CYP17A1 O Plasmídeo de Nickase Dupla (h) consiste num par de plasmídeos combinados, concebidos para a edição de alta especificidade do locus CYP17A1 em linhas celulares human. Cada plasmídeo expressa uma nickase Cas9 D10A e um sgRNA distinto que tem como alvo cadeias de ADN opostas dentro de CYP17A1. Quando direcionadas para locais adjacentes em cadeias de ADN opostas, as duas nickases geram cortes deslocados numa única cadeia que, em conjunto, produzem uma quebra escalonada de cadeia dupla, exigindo uma atividade coordenada no alvo por parte de ambas as guias. A quebra de ADN resultante é resolvida por vias de reparação celular endógenas, mais frequentemente através da junção de extremidades não homólogas (NHEJ), levando a inserções ou deleções que perturbam a função CYP17A1. Ao exigir o envolvimento de dois sgRNA no locus alvo, a abordagem de dupla nickase aumenta a especificidade da edição e fornece uma estratégia CRISPR complementar para aplicações em que se deseja um controlo adicional sobre a precisão do direcionamento.

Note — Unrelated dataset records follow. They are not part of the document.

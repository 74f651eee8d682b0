use crate::{
    bag::Bag,
    view::{Error, Result, Traversal},
};

/// Snapshot cursor in reverse insertion order: the last element added comes
/// first. Distinct from [`Descending`](crate::sorted::Descending), which
/// reverses value order.
#[derive(Debug, Clone)]
pub struct Reverse<T> {
    reversed: Vec<T>,
    index: usize,
}

impl<T: Clone> Reverse<T> {
    /// [`Error::InvalidSource`] when handed no container.
    pub fn from_source(source: Option<&Bag<T>>, index: usize) -> Result<Self> {
        let bag = source.ok_or(Error::InvalidSource)?;
        Ok(Self::snapshot(bag, index))
    }

    pub(crate) fn begin(bag: &Bag<T>) -> Self {
        Self::snapshot(bag, 0)
    }

    pub(crate) fn end(bag: &Bag<T>) -> Self {
        Self::snapshot(bag, bag.len())
    }

    fn snapshot(bag: &Bag<T>, index: usize) -> Self {
        let mut reversed = bag.as_slice().to_vec();
        reversed.reverse();
        Reverse { reversed, index }
    }
}

impl<T> Traversal for Reverse<T> {
    type Item = T;

    fn current(&self) -> Result<&T> {
        self.reversed.get(self.index).ok_or(Error::Exhausted)
    }

    fn advance(&mut self) -> Result<()> {
        if self.index >= self.reversed.len() {
            return Err(Error::Exhausted);
        }
        self.index += 1;
        Ok(())
    }
}

impl<T: PartialEq> PartialEq for Reverse<T> {
    fn eq(&self, other: &Self) -> bool {
        self.reversed == other.reversed && self.index == other.index
    }
}

impl<T: Eq> Eq for Reverse<T> {}
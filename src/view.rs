use thiserror::Error;

/// Failure modes of the container and its cursors. All of them are local,
/// synchronous and recoverable; none leaves the container or the cursor in a
/// partially updated state.
#[derive(Debug, Clone, Copy, PartialEq, Eq, Error)]
pub enum Error {
    /// `remove` matched nothing; the container is left untouched.
    #[error("value does not exist in the container")]
    NotFound,
    /// The cursor is at or past its terminal position.
    #[error("cursor is exhausted")]
    Exhausted,
    /// A view was constructed without a source container.
    #[error("view has no source container")]
    InvalidSource,
}

pub type Result<T> = std::result::Result<T, Error>;

/// One-directional cursor over some ordering of a [`Bag`](crate::bag::Bag).
///
/// A matched begin/end pair comes from the container's factory methods; the
/// caller dereferences with [`current`](Traversal::current), steps with
/// [`advance`](Traversal::advance) and stops once the cursor compares equal
/// to the end cursor of the same kind.
pub trait Traversal {
    type Item;

    /// Element under the cursor; [`Error::Exhausted`] at the terminal
    /// position.
    fn current(&self) -> Result<&Self::Item>;

    /// Step once towards the terminal position; [`Error::Exhausted`] if
    /// already there.
    fn advance(&mut self) -> Result<()>;

    /// Advance, returning the cursor as it was before the step.
    fn stepped(&mut self) -> Result<Self>
    where
        Self: Clone,
    {
        let prev = self.clone();
        self.advance()?;
        Ok(prev)
    }
}

/// Drain `cursor` up to (excluding) `end`, cloning every element on the way.
pub fn walk<V>(mut cursor: V, end: &V) -> Result<Vec<V::Item>>
where
    V: Traversal + PartialEq,
    V::Item: Clone,
{
    let mut out = Vec::new();
    while cursor != *end {
        out.push(cursor.current()?.clone());
        cursor.advance()?;
    }
    Ok(out)
}
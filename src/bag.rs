use std::fmt;

use crate::{
    middle_out::MiddleOut,
    order::Order,
    reverse::Reverse,
    side_cross::SideCross,
    sorted::{Ascending, Descending},
    view::{Error, Result},
};

/// Insertion-ordered, duplicate-keeping multiset.
///
/// Elements are only ever appended; [`remove`](Bag::remove) is the one
/// shrinking operation and it deletes every equal occurrence at once.
/// Duplicates are indistinguishable once inserted.
#[derive(Debug, Clone, Default, PartialEq, Eq)]
pub struct Bag<T> {
    items: Vec<T>,
}

impl<T> Bag<T> {
    pub fn new() -> Self {
        Bag { items: Vec::new() }
    }

    pub fn len(&self) -> usize {
        self.items.len()
    }

    pub fn is_empty(&self) -> bool {
        self.items.is_empty()
    }

    /// The underlying sequence, in insertion order.
    pub fn as_slice(&self) -> &[T] {
        &self.items
    }

    /// Appends `value`; duplicates are kept as separate occurrences.
    pub fn add(&mut self, value: T) {
        self.items.push(value);
    }
}

impl<T: PartialEq> Bag<T> {
    /// Deletes every occurrence equal to `value`, keeping the relative order
    /// of the survivors. [`Error::NotFound`] if nothing matched, in which
    /// case the container is unchanged.
    pub fn remove(&mut self, value: &T) -> Result<()> {
        let before = self.items.len();
        self.items.retain(|item| item != value);
        if self.items.len() == before {
            return Err(Error::NotFound);
        }
        Ok(())
    }
}

impl<T> Bag<T> {
    /// Live cursor over the container in insertion order.
    pub fn begin_order(&self) -> Order<'_, T> {
        Order::begin(self)
    }

    pub fn end_order(&self) -> Order<'_, T> {
        Order::end(self)
    }
}

impl<T: Clone> Bag<T> {
    /// Snapshot cursor in reverse insertion order.
    pub fn begin_reverse(&self) -> Reverse<T> {
        Reverse::begin(self)
    }

    pub fn end_reverse(&self) -> Reverse<T> {
        Reverse::end(self)
    }

    /// Snapshot cursor starting at the middle element, stepping alternately
    /// left and right.
    pub fn begin_middle_out(&self) -> MiddleOut<T> {
        MiddleOut::begin(self)
    }

    pub fn end_middle_out(&self) -> MiddleOut<T> {
        MiddleOut::end(self)
    }
}

impl<T: Clone + Ord> Bag<T> {
    /// Snapshot cursor in non-decreasing value order.
    pub fn begin_ascending(&self) -> Ascending<T> {
        Ascending::begin(self)
    }

    pub fn end_ascending(&self) -> Ascending<T> {
        Ascending::end(self)
    }

    /// Snapshot cursor in non-increasing value order; ties appear in the
    /// reverse of their insertion order.
    pub fn begin_descending(&self) -> Descending<T> {
        Descending::begin(self)
    }

    pub fn end_descending(&self) -> Descending<T> {
        Descending::end(self)
    }

    /// Snapshot cursor alternating smallest, largest, second-smallest, ...
    pub fn begin_side_cross(&self) -> SideCross<T> {
        SideCross::begin(self)
    }

    pub fn end_side_cross(&self) -> SideCross<T> {
        SideCross::end(self)
    }
}

/// Renders as `{a, b, c}` in insertion order; `{}` when empty.
impl<T: fmt::Display> fmt::Display for Bag<T> {
    fn fmt(&self, f: &mut fmt::Formatter<'_>) -> fmt::Result {
        f.write_str("{")?;
        for (i, item) in self.items.iter().enumerate() {
            if i > 0 {
                f.write_str(", ")?;
            }
            write!(f, "{item}")?;
        }
        f.write_str("}")
    }
}

impl<T> FromIterator<T> for Bag<T> {
    fn from_iter<I: IntoIterator<Item = T>>(iter: I) -> Self {
        Bag {
            items: iter.into_iter().collect(),
        }
    }
}

impl<T> Extend<T> for Bag<T> {
    fn extend<I: IntoIterator<Item = T>>(&mut self, iter: I) {
        self.items.extend(iter);
    }
}
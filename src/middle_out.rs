use crate::{
    bag::Bag,
    view::{Error, Result, Traversal},
};

/// Snapshot cursor that starts at the middle of the insertion sequence and
/// steps alternately one position further left, then right. Integer division
/// puts the start right of centre for even counts.
///
/// The room check only looks at the currently active side: when that side
/// has no space left the cursor jumps straight to the terminal position,
/// even if the other side still held unvisited elements at that step.
#[derive(Debug, Clone)]
pub struct MiddleOut<T> {
    items: Vec<T>,
    index: usize,
    offset: usize,
    move_left: bool,
}

impl<T: Clone> MiddleOut<T> {
    /// [`Error::InvalidSource`] when handed no container.
    pub fn from_source(source: Option<&Bag<T>>, index: usize) -> Result<Self> {
        let bag = source.ok_or(Error::InvalidSource)?;
        Ok(Self::snapshot(bag, index))
    }

    pub(crate) fn begin(bag: &Bag<T>) -> Self {
        Self::snapshot(bag, bag.len() / 2)
    }

    pub(crate) fn end(bag: &Bag<T>) -> Self {
        Self::snapshot(bag, bag.len())
    }

    fn snapshot(bag: &Bag<T>, index: usize) -> Self {
        MiddleOut {
            items: bag.as_slice().to_vec(),
            index,
            offset: 0,
            move_left: true,
        }
    }
}

impl<T> Traversal for MiddleOut<T> {
    type Item = T;

    fn current(&self) -> Result<&T> {
        self.items.get(self.index).ok_or(Error::Exhausted)
    }

    fn advance(&mut self) -> Result<()> {
        if self.index >= self.items.len() {
            return Err(Error::Exhausted);
        }
        if self.move_left {
            if self.index > self.offset {
                self.offset += 1;
                self.index -= self.offset;
                self.move_left = false;
            } else {
                self.index = self.items.len();
            }
        } else if self.index + self.offset < self.items.len() {
            self.offset += 1;
            self.index += self.offset;
            self.move_left = true;
        } else {
            self.index = self.items.len();
        }
        Ok(())
    }
}

impl<T: PartialEq> PartialEq for MiddleOut<T> {
    fn eq(&self, other: &Self) -> bool {
        self.items == other.items && self.index == other.index
    }
}

impl<T: Eq> Eq for MiddleOut<T> {}
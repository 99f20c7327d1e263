//! Core downloader implementation split into focused submodules.
//!
//! The `FlipbookDownloader` struct and its methods are organized by domain:
//! - [`control`] - Job lifecycle control (start/pause/resume/cancel/result)
//! - [`job_task`] - The background pipeline run for each job

mod control;
mod job_task;

#[allow(clippy::unwrap_used, clippy::expect_used)]
#[cfg(test)]
mod tests;

use crate::config::Config;
use crate::error::Result;
use crate::registry::JobRegistry;
use crate::types::Event;

/// Main downloader instance (cloneable - all fields are Arc-wrapped)
#[derive(Clone)]
pub struct FlipbookDownloader {
    /// In-memory job registry, the single source of truth for job state
    pub(crate) registry: std::sync::Arc<JobRegistry>,
    /// Shared HTTP client (connection pooling across manifest, probe and page requests)
    pub(crate) client: reqwest::Client,
    /// Configuration (wrapped in Arc for sharing across tasks)
    pub(crate) config: std::sync::Arc<Config>,
    /// Event broadcast channel sender (multiple subscribers supported)
    pub(crate) event_tx: tokio::sync::broadcast::Sender<Event>,
    /// Cancelled on shutdown; every job task races its pipeline against this
    pub(crate) shutdown_token: tokio_util::sync::CancellationToken,
    /// Flag to indicate whether new jobs are accepted (set to false during shutdown)
    pub(crate) accepting_new: std::sync::Arc<std::sync::atomic::AtomicBool>,
}

impl FlipbookDownloader {
    /// Create a new FlipbookDownloader instance
    ///
    /// This validates the configuration, builds the shared HTTP client and
    /// sets up the event broadcast channel. No background work starts until
    /// [`start`](Self::start) is called.
    pub fn new(config: Config) -> Result<Self> {
        config.validate()?;

        let client = reqwest::Client::builder()
            .timeout(std::time::Duration::from_secs(
                config.source.request_timeout_secs,
            ))
            .user_agent(config.source.user_agent.clone())
            .build()?;

        // Buffer size of 1000 events; slow subscribers lag rather than block
        let (event_tx, _rx) = tokio::sync::broadcast::channel(1000);

        Ok(Self {
            registry: std::sync::Arc::new(JobRegistry::new()),
            client,
            config: std::sync::Arc::new(config),
            event_tx,
            shutdown_token: tokio_util::sync::CancellationToken::new(),
            accepting_new: std::sync::Arc::new(std::sync::atomic::AtomicBool::new(true)),
        })
    }

    /// Subscribe to the event stream
    ///
    /// Returns a broadcast receiver delivering every [`Event`] emitted after
    /// the point of subscription. Multiple subscribers each get all events.
    pub fn subscribe(&self) -> tokio::sync::broadcast::Receiver<Event> {
        self.event_tx.subscribe()
    }

    /// Emit an event to all subscribers
    ///
    /// If there are no active subscribers the event is silently dropped.
    pub(crate) fn emit_event(&self, event: Event) {
        // send() returns Err if there are no receivers, which is fine - we just drop the event
        self.event_tx.send(event).ok();
    }

    /// Gracefully shut down the downloader
    ///
    /// Stops accepting new jobs, signals every running job task to stop at
    /// its next boundary and emits [`Event::Shutdown`]. Job records stay in
    /// the registry so finished results remain fetchable by the caller.
    pub fn shutdown(&self) {
        tracing::info!("Initiating graceful shutdown");
        self.accepting_new
            .store(false, std::sync::atomic::Ordering::SeqCst);
        self.emit_event(Event::Shutdown);
        self.shutdown_token.cancel();
        tracing::info!("Shutdown signaled to all job tasks");
    }

    /// Spawn the REST API server in a background task
    ///
    /// The server runs concurrently with job processing and listens on the
    /// configured bind address (default: 127.0.0.1:7474).
    pub fn spawn_api_server(&self) -> tokio::task::JoinHandle<Result<()>> {
        let downloader = std::sync::Arc::new(self.clone());
        let config = self.config.clone();

        tokio::spawn(async move { crate::api::start_api_server(downloader, config).await })
    }
}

Para apoiar a identificação eficiente das células editadas, um plasmídeo codifica GFP para visualização fluorescente das populações transfectadas, enquanto o plasmídeo complementar transporta um gene de resistência à puromicina para seleção antibiótica. Em conjunto, estas características apoiam o enriquecimento eficiente das populações co-transfectadas e simplificam a validação dos clones com CYP17A1 interrompido.
Apenas para uso em investigação. Não se destina a uso diagnóstico ou terapêutico.